The Pecan is next up in our Edible November series.  The Pecan is often thought of as only grown in Southern Regions, well think again. 

Believe it or not people in the Northeast region of the US have found success growing pecans.  The trick is to get early ripening cultivars.  Be sure to plant your Pecans in an area with full fall sun to help those nuts get to maturity.  

Most pecan trees need nearly 150 frost free days.  Here is Western NJ most years we are right at that number.  So yes it might be risky to plant Pecan trees in your yard but that risk might pay off in bushels and bushels of nuts each year. 
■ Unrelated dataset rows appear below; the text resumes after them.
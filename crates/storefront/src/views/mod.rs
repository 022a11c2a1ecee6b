//! Presentation adapters.
//!
//! Plain structures derived from cart, catalog and flow state, with every
//! amount already formatted. They hold no state of their own and never touch
//! storage, so they are safe to rebuild on every render.

pub mod account;
pub mod cart;
pub mod catalog;
pub mod checkout;

pub use account::LoginStatusView;
pub use cart::{CartItemView, CartSummary};
pub use catalog::{CatalogView, CategorySection, MENU_HEADING, ProductCard};
pub use checkout::CheckoutView;
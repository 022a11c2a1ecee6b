//! Location page.

use std::io::Write;

use oven_storefront::PageState;
use oven_storefront::routes::{self, Action};

use super::{write_cart, write_outcome};
use crate::CliError;

pub fn show(state: &PageState<'_>, out: &mut impl Write) -> Result<(), CliError> {
    let view = routes::checkout::show(state);

    if let Some(notice) = &view.notice {
        writeln!(out, "{notice}")?;
        return Ok(());
    }

    write_cart(out, &routes::cart::show(state))?;
    if let Some(location) = &view.saved_location {
        writeln!(
            out,
            "Deliver to: {}, {}, {}",
            location.barangay, location.city, location.region
        )?;
    }
    if view.show_location_form {
        writeln!(
            out,
            "Set a delivery location: oven-cli checkout location --region <REGION> --city <CITY> --barangay <BARANGAY>"
        )?;
    }
    if view.show_finalize_button {
        writeln!(out, "Finalize Purchase: oven-cli checkout finalize")?;
    }
    Ok(())
}

pub fn save_location(
    state: &mut PageState<'_>,
    region: &str,
    city: &str,
    barangay: &str,
    out: &mut impl Write,
) -> Result<(), CliError> {
    let action = Action::SaveLocation {
        region: region.to_owned(),
        city: city.to_owned(),
        barangay: barangay.to_owned(),
    };
    let outcome = routes::dispatch(state, action)?;
    write_outcome(out, &outcome)?;
    Ok(())
}

pub fn finalize(state: &mut PageState<'_>, out: &mut impl Write) -> Result<(), CliError> {
    let outcome = routes::dispatch(state, Action::FinalizePurchase)?;
    write_outcome(out, &outcome)?;
    Ok(())
}

#[cfg(test)]
#[allow(clippy::unwrap_used)]
mod tests {
    use oven_core::{Catalog, ProductId};
    use oven_storefront::config::StorefrontConfig;
    use oven_storefront::storage::MemoryStorage;

    use super::*;

    #[test]
    fn test_empty_cart_notice_only() {
        let config = StorefrontConfig::default();
        let catalog = Catalog::arts_in_the_oven();
        let storage = MemoryStorage::new();
        let state = PageState::load(&config, &catalog, &storage);

        let mut out = Vec::new();
        show(&state, &mut out).unwrap();
        assert_eq!(
            String::from_utf8(out).unwrap(),
            "Your cart is empty! Please add items before checking out.\n"
        );
    }

    #[test]
    fn test_location_then_finalize() {
        let config = StorefrontConfig::default();
        let catalog = Catalog::arts_in_the_oven();
        let storage = MemoryStorage::new();
        let mut state = PageState::load(&config, &catalog, &storage);
        state
            .cart_mut()
            .add(&ProductId::parse("cvc").unwrap())
            .unwrap();

        save_location(&mut state, "NCR", "Pasig", "Kapitolyo", &mut Vec::<u8>::new()).unwrap();

        let mut out = Vec::new();
        show(&state, &mut out).unwrap();
        let text = String::from_utf8(out).unwrap();
        assert!(text.contains("Deliver to: Kapitolyo, Pasig, NCR"));
        assert!(text.contains("Finalize Purchase"));

        let mut out = Vec::new();
        finalize(&mut state, &mut out).unwrap();
        let text = String::from_utf8(out).unwrap();
        assert!(text.starts_with("Thank you for your purchase from Arts in the Oven!"));
        assert!(text.contains("-> index.html"));
        assert!(state.cart().is_empty());
    }
}
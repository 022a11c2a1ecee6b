//! Arts in the Oven CLI - the storefront pages on the command line.
//!
//! Each invocation is one page load: the cart and flags are rehydrated from
//! the storage file, the command runs, and the page is rendered to stdout.
//!
//! # Usage
//!
//! ```bash
//! # Show the menu
//! oven-cli menu
//!
//! # Add two Red Velvet Cupcakes and a 4-inch Strawberry cheesecake
//! oven-cli cart add cvc
//! oven-cli cart add cvc
//! oven-cli cart add pst
//! oven-cli cart show
//!
//! # Check out
//! oven-cli checkout location --region NCR --city Pasig --barangay Kapitolyo
//! oven-cli checkout finalize
//! ```
//!
//! # Commands
//!
//! - `menu` - Products page
//! - `cart` - Cart modal (show, add, remove)
//! - `status`, `login`, `logout` - Login page
//! - `checkout` - Location page (show, location, finalize)

#![cfg_attr(not(test), forbid(unsafe_code))]

use std::io::{self, Write};
use std::path::PathBuf;
use std::process::ExitCode;

use clap::{Parser, Subcommand};
use secrecy::SecretString;
use thiserror::Error;
use tracing_subscriber::layer::SubscriberExt;
use tracing_subscriber::util::SubscriberInitExt;

use oven_core::{Catalog, ProductId};
use oven_storefront::config::{ConfigError, StorefrontConfig};
use oven_storefront::{AppError, PageState};

mod commands;

#[derive(Parser)]
#[command(name = "oven-cli")]
#[command(author, version, about = "Arts in the Oven storefront")]
struct Cli {
    /// Storage file (overrides `STOREFRONT_STORAGE_PATH`)
    #[arg(long, global = true)]
    storage: Option<PathBuf>,

    /// Emit logs as JSON
    #[arg(long, global = true)]
    log_json: bool,

    #[command(subcommand)]
    command: Commands,
}

#[derive(Subcommand)]
enum Commands {
    /// Show the menu grouped by category
    Menu,
    /// View or change the cart
    Cart {
        #[command(subcommand)]
        action: CartAction,
    },
    /// Show login status
    Status,
    /// Log in
    Login {
        /// Password (at least the configured minimum length)
        #[arg(short, long)]
        password: String,
    },
    /// Log out
    Logout,
    /// Delivery location and purchase
    Checkout {
        #[command(subcommand)]
        action: CheckoutAction,
    },
}

#[derive(Subcommand)]
enum CartAction {
    /// Show cart contents and total
    Show,
    /// Add one unit of a product
    Add {
        /// Product id from the menu
        id: ProductId,
    },
    /// Remove a product's line
    Remove {
        /// Product id from the menu
        id: ProductId,
    },
}

#[derive(Subcommand)]
enum CheckoutAction {
    /// Show what the location page offers
    Show,
    /// Save the delivery location
    Location {
        #[arg(long)]
        region: String,
        #[arg(long)]
        city: String,
        #[arg(long)]
        barangay: String,
    },
    /// Finalize the purchase
    Finalize,
}

/// Errors that end a CLI invocation.
#[derive(Debug, Error)]
enum CliError {
    #[error(transparent)]
    App(#[from] AppError),

    #[error(transparent)]
    Config(#[from] ConfigError),

    #[error("failed to write output: {0}")]
    Io(#[from] io::Error),
}

impl CliError {
    fn user_message(&self) -> String {
        match self {
            Self::App(err) => err.user_message(),
            Self::Config(err) => err.to_string(),
            Self::Io(err) => format!("failed to write output: {err}"),
        }
    }
}

fn init_tracing(json: bool) {
    // Defaults to info level for our crates if RUST_LOG is not set
    let env_filter = tracing_subscriber::EnvFilter::try_from_default_env()
        .unwrap_or_else(|_| "oven_storefront=info,oven_cli=info".into());

    let json_layer = json.then(|| {
        tracing_subscriber::fmt::layer()
            .json()
            .flatten_event(true)
            .with_writer(io::stderr)
    });
    let text_layer = (!json).then(|| tracing_subscriber::fmt::layer().with_writer(io::stderr));

    tracing_subscriber::registry()
        .with(env_filter)
        .with(json_layer)
        .with(text_layer)
        .init();
}

fn main() -> ExitCode {
    let cli = Cli::parse();
    init_tracing(cli.log_json);

    match run(cli) {
        Ok(()) => ExitCode::SUCCESS,
        Err(e) => {
            tracing::error!("Command failed: {e}");
            let _ = writeln!(io::stderr(), "{}", e.user_message());
            ExitCode::FAILURE
        }
    }
}

fn run(cli: Cli) -> Result<(), CliError> {
    let mut config = StorefrontConfig::from_env()?;
    if let Some(path) = cli.storage {
        config.storage_path = path;
    }

    let catalog = Catalog::arts_in_the_oven();
    let storage = config.file_storage();
    let mut state = PageState::load(&config, &catalog, &storage);
    let mut out = io::stdout().lock();

    match cli.command {
        Commands::Menu => commands::menu::show(&state, &mut out)?,
        Commands::Cart { action } => match action {
            CartAction::Show => commands::cart::show(&state, &mut out)?,
            CartAction::Add { id } => commands::cart::add(&mut state, &id, &mut out)?,
            CartAction::Remove { id } => commands::cart::remove(&mut state, &id, &mut out)?,
        },
        Commands::Status => commands::account::status(&state, &mut out)?,
        Commands::Login { password } => {
            commands::account::login(&mut state, SecretString::from(password), &mut out)?;
        }
        Commands::Logout => commands::account::logout(&mut state, &mut out)?,
        Commands::Checkout { action } => match action {
            CheckoutAction::Show => commands::checkout::show(&state, &mut out)?,
            CheckoutAction::Location {
                region,
                city,
                barangay,
            } => commands::checkout::save_location(&mut state, &region, &city, &barangay, &mut out)?,
            CheckoutAction::Finalize => commands::checkout::finalize(&mut state, &mut out)?,
        },
    }
    Ok(())
}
Next on our list for Edible November is the chestnut tree. "Chestnuts roasting on an open fire" isn't just a line is a Christmas song.  It used to be a wonderful winter tradition shared by families everywhere.  Asian and Mediteranriean cultures have been growing and eating the chestnut for thousands of years.  It is a prized staple due to their nutritional value. Chestnuts are high in fiber, vitamin C, potassium, magnesium, amino acids, and antioxidants.  
The American chestnut tree used to dominate our regions forests but they were nearly wiped out decades ago.  The good news it hybrid strains of American, European, and Asian chestnuts are being bred to be blight resistant.  Due to advanced breeding programs some Chestnut trees will begin barely nuts in just 3 years.  Consider planting a few chestnuts this fall.  Just beware that the nut of the chestnut is protected by a spiny husk.  If you have little kids this may be a tree you don't want to plant in the middle of your yard!

Edible November takes us to a familiar tree that you might not believe is edible, the oak tree!  Native Americans sustained themselves on the acorns from Oak trees for hundreds of years.  These days acorns are thought to be just another thing to rake up with the leaves.  Let's change this and turn acorns back to the wonderful edible that they once were. 

Acorns have tannin in them that needs to be leached out of the nutmeat before us humans can eat them.  The leaching process is as simple as placing your netted acorns into water and leaving them until the tannins have been removed.  Historically this process was done in streams and rivers but you can do it in your sink or bathtub. 

Once leached the nutmeat of the acorns can be made into flour, ground into coffee, made into soups, the possibilities are endless.  If you have pigs acorns make a great pig finishing food. 

Oak trees and their accompanying acorn mast can be found most anywhere.  Bury a few acorns this fall and you will have tiny little oak trees sprouting up in no time.  Yes it does take years as much as 15-20 years for oak trees to yield a harvest.  Just consider it a gift for your future self!